Start-ups, State Aid and COVID-19

PUBLISHED: 24th June 2020

Photo to illustrate article

EU proposes to temporarily ease State aid rules for start-ups.

The European Commission (Commission) is considering extending the Temporary Framework for State aid (Temporary Framework) to start-ups. We look at this proposal in more detail below.

The Commission has sent a draft proposal on the proposed extension to Member States for consultation, with a view to extending the Temporary Framework to start-ups. If agreed, this will be the third time that the Temporary Framework has been amended since it was adopted by the Commission in March 2020 as a response to the Covid-19 crisis. 

Previous amendments to the Temporary Framework

The Temporary Framework was introduced by the Commission in March 2020 to provide targeted support to otherwise viable companies who suffered financial difficulties stemming from the COVID-19 pandemic.

The Temporary Framework was first amended to increase possibilities for public support for research, testing and production of products relevant to fight the COVID-19 outbreak, to protect jobs, and to further support the economy. It was amended for a second time to extend support to recapitalisation and subordinated debt measures.

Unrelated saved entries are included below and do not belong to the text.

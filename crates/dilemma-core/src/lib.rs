//! Outcome engine for iterated Prisoner's Dilemma tables
//!
//! Turns a strategy table (four conditional cooperation probabilities per
//! player) or a hand-written result table into the pairwise payoff matrix
//! and the per-player standings a ranking table or chord diagram shows.
//! This crate is compiled to:
//! - Native (for the CLI)
//! - WASM (for the browser front end)

mod error;
mod input;
mod markov;
mod outcome;
mod payoff;
mod playout;
mod random;
mod standings;
mod strategy;

#[cfg(feature = "wasm")]
mod wasm;

use serde::Serialize;

pub use error::{DilemmaError, Fault, Mode, NormalizeError, PayoffError, PayoffField};
pub use input::{
    normalize, normalize_result_matrix, normalize_strategies, parse_number, Cell, ResultPlayer,
    Roster, StrategyPlayer, STRATEGY_COLUMNS,
};
pub use markov::{stationary_between, Solver, Stationary, TransitionMatrix, TOLERANCE};
pub use outcome::{
    compute_outcome, round_to_cents, Matchup, Outcome, OutcomeMatrix, PlayerAggregate, Verdict,
};
pub use payoff::PayoffParameters;
pub use playout::{run_playout, PlayoutConfig, PlayoutResult, RoundResult};
pub use random::SeededRng;
pub use standings::{SortKey, Standings};
pub use strategy::{JointState, Move, StrategyBase, StrategyVector};

/// Normalize `text` as a `mode` table and compute its outcome.
///
/// Stateless: the caller owns the session and passes its current table and
/// payoffs on every call.
pub fn compute(
    text: &str,
    mode: Mode,
    payoffs: &PayoffParameters,
) -> Result<Outcome, DilemmaError> {
    let roster = normalize(text, mode)?;
    Ok(compute_outcome(&roster, payoffs))
}

/// Outcome of one session pass, with the validity flag a front end needs
#[derive(Clone, Debug, PartialEq, Serialize)]
pub struct SessionReport {
    /// Input block the report is about
    pub block: Mode,
    pub faulty: bool,
    #[serde(skip_serializing_if = "Option::is_none")]
    pub error: Option<String>,
    #[serde(skip_serializing_if = "Option::is_none")]
    pub outcome: Option<Outcome>,
}

impl SessionReport {
    pub fn new(mode: Mode, result: Result<Outcome, DilemmaError>) -> Self {
        match result {
            Ok(outcome) => Self { block: mode, faulty: false, error: None, outcome: Some(outcome) },
            Err(e) => {
                log::debug!("session rejected: {}", e);
                Self {
                    block: e.faulty_block(),
                    faulty: true,
                    error: Some(e.to_string()),
                    outcome: None,
                }
            }
        }
    }
}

Relaxing State-aid rules for start-ups

The current proposal from the Commission would extend the Temporary Framework to:

  1. Support certain micro and small enterprises, including start-ups that were already in difficulty before 31 December 2019.
  2. Provide incentives for private investors to participate in coronavirus-related recapitalisation measures.

Reasons for extending the Temporary Framework to start-ups

The proposals have been welcomed by start-up advocacy groups and those in the tech industry, as it recognises that start-ups will play a vital role in the economic recovery post COVID-19.

Start-ups are typically run at a loss to accelerate growth or have sold a large portion of the company to investors, and as a result, they are often classified as being in financial difficulty.  State aid rules generally prevent Member States from propping up failing companies,  meaning that as a general rule, start-ups cannot benefit from State support.

The proposal will allow funds to be allocated by Member States to start-ups, which in turn will have a positive impact on economic recovery.

Next steps

Member States will consider the proposals and provide feedback to the Commission, who in turn will finalise the exact scope of the proposals.


The move by the Commission to include start-ups in the Temporary Framework is welcome and reinforces the views of many that start-ups are a key component in reviving the economy when the pandemic is behind us.